「大統領でも逮捕される国」「過去には拉致監禁も?」社会派“実録”映画で学ぶ激動の近代史
韓国で今、なにが?
第20代大統領・尹錫悦(ユン・ソンニョル)のクーデター未遂に伴い韓国が大変な騒ぎになっている。その暴走行為は阻止されたが、あまりにも怒涛の展開に理解が追いつかなった日本人は少なくないだろう。その戒厳令騒動については各種報道を参照いただくとして、ここでは韓国の社会派映画について振り返っておきたい。
『キングメーカー 大統領を作った男』© 2021 MegaboxJoongAng PLUS M & SEE AT FILM CO.,LTD. ALL RIGHTS RESERVED.
1987年に民主化を果たした韓国だが、長らく軍事政権による独裁が敷かれていたことはご存知だろう。そして世界史の授業中に欠伸をしていた私たちに今、韓国近代史を教えてくれているのは他ならぬ韓国発の実録社会派映画である。
韓流ブームの始まった2000年代から日本公開数はぐんと増えた。社会派映画は主に日本統治時代~軍事独裁政権時代を舞台にし、またホラーからロマンスドラマまで朝鮮王朝時代を舞台にした作品も多数ある。
2024年には、第11~12代大統領・全斗煥(チョン・ドファン/在任:1980~1988年)によるクーデターの舞台裏を描いた『ソウルの春』が大ヒット。ファン・ジョンミン演じる憎らしくもヴィラン的な魅力の炸裂したドファン像は大きな話題を呼んだが、その前後史を描いた過去の映画作品のおかげで、私たち観客の時代・人物相関への理解度が強化されていたことも国外ヒットの大きな理由の一つだろう。
映画で学ぶ激動の韓国史
ある日いきなり朴正煕(パク・チョンヒ:第5~9代/1963~1979年)のお抱えの床屋になってしまった男をソン・ガンホが好演した『大統領の理髪師』(2004年)。この作品と時代的に繋がるのが、朴正煕暗殺の舞台裏を描いた『KCIA 南山の部長たち』(2021年)で、疑心暗鬼に陥った大統領を裏切る情報機関の幹部をイ・ビョンホンが熱演した。
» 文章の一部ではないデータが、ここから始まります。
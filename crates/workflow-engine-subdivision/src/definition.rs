//! Client-facing sub-workflow graph shape. Nodes are wired by a
//! caller-chosen `temp_id` rather than a real [`NodeId`], since the
//! real ids (and the workflow's own `workflow_id`) don't exist until
//! the graph is persisted as version 1.

use serde::{Deserialize, Serialize};
use serde_json::Value;

use workflow_engine_core::ids::{NodeId, UserId, WorkflowId};
use workflow_engine_core::model::definition::{Edge, EdgeType, Node, NodeType, Workflow};

use crate::error::{SubdivisionServiceError, SubdivisionServiceResult};

#[derive(Debug, Clone, Serialize, Deserialize)]
pub struct SubWorkflowNodeSpec {
    pub temp_id: u32,
    pub name: String,
    pub node_type: NodeType,
    pub task_description: Option<String>,
}

#[derive(Debug, Clone, Serialize, Deserialize)]
pub struct SubWorkflowEdgeSpec {
    pub from_temp_id: u32,
    pub to_temp_id: u32,
    pub edge_type: EdgeType,
}

#[derive(Debug, Clone, Serialize, Deserialize)]
pub struct SubWorkflowDefinition {
    pub name: String,
    pub description: Option<String>,
    pub nodes: Vec<SubWorkflowNodeSpec>,
    pub edges: Vec<SubWorkflowEdgeSpec>,
}

pub struct BuiltGraph {
    pub workflow: Workflow,
    pub nodes: Vec<Node>,
    pub edges: Vec<Edge>,
}

/// Assigns real ids to a [`SubWorkflowDefinition`], producing version 1
/// of a brand-new workflow base id. Validates that exactly one `start`
/// and at least one `end` node are present, per §4.1's node-type rule.
pub fn build_graph(definition: &SubWorkflowDefinition, creator_id: UserId) -> SubdivisionServiceResult<BuiltGraph> {
    if definition.nodes.iter().filter(|n| n.node_type == NodeType::Start).count() != 1 {
        return Err(SubdivisionServiceError::InvalidDefinition("sub-workflow must have exactly one start node".into()));
    }
    if !definition.nodes.iter().any(|n| n.node_type == NodeType::End) {
        return Err(SubdivisionServiceError::InvalidDefinition("sub-workflow must have at least one end node".into()));
    }

    let workflow_id = WorkflowId::new();
    let mut temp_to_real: std::collections::HashMap<u32, NodeId> = std::collections::HashMap::new();
    let nodes: Vec<Node> = definition
        .nodes
        .iter()
        .map(|spec| {
            let node_id = NodeId::new();
            temp_to_real.insert(spec.temp_id, node_id);
            Node {
                node_base_id: Default::default(),
                node_id,
                workflow_id,
                node_type: spec.node_type,
                name: spec.name.clone(),
                task_description: spec.task_description.clone(),
                layout_hint: None,
            }
        })
        .collect();

    let mut edges = Vec::with_capacity(definition.edges.len());
    for spec in &definition.edges {
        let from_node_id = *temp_to_real
            .get(&spec.from_temp_id)
            .ok_or_else(|| SubdivisionServiceError::InvalidDefinition(format!("unknown temp_id {}", spec.from_temp_id)))?;
        let to_node_id = *temp_to_real
            .get(&spec.to_temp_id)
            .ok_or_else(|| SubdivisionServiceError::InvalidDefinition(format!("unknown temp_id {}", spec.to_temp_id)))?;
        edges.push(Edge::new(workflow_id, from_node_id, to_node_id, spec.edge_type).map_err(SubdivisionServiceError::Core)?);
    }

    let workflow = Workflow {
        workflow_base_id: Default::default(),
        workflow_id,
        version: 1,
        name: definition.name.clone(),
        description: definition.description.clone(),
        creator_id,
        parent_version_id: None,
        change_note: None,
        is_current_version: true,
        is_deleted: false,
        created_at: chrono::Utc::now(),
    };

    Ok(BuiltGraph { workflow, nodes, edges })
}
そして、民主化運動を武力弾圧した「光州事件」(1980年)を多くの日本人が知るきっかけとなったのが『タクシー運転手 ~約束は海を越えて~』(2017年)と『1987、ある闘いの真実』(2018年)だろう。前者は再びソン・ガンホ主演で、さらに彼は『弁護人』(2013年)でも後の大統領(盧武鉉/第16代)をモデルにした主人公を演じている。
『1987~』の時代背景は、前述の通り初の民主的直接選挙によって盧泰愚(第13代)が大統領となる直前。政治サスペンスだけでなく70~80年代が舞台であれば青春映画や恋愛映画でも必然的に軍事政権時代の描写が発生するため、史実のスルーは不可避だ。つまり背景として度々登場する歴史的事件を軸に、あらゆる作品が『ソウルの春』の前後につながるという、まさに“韓国社会派映画ユニバース”な様相(?)なのである。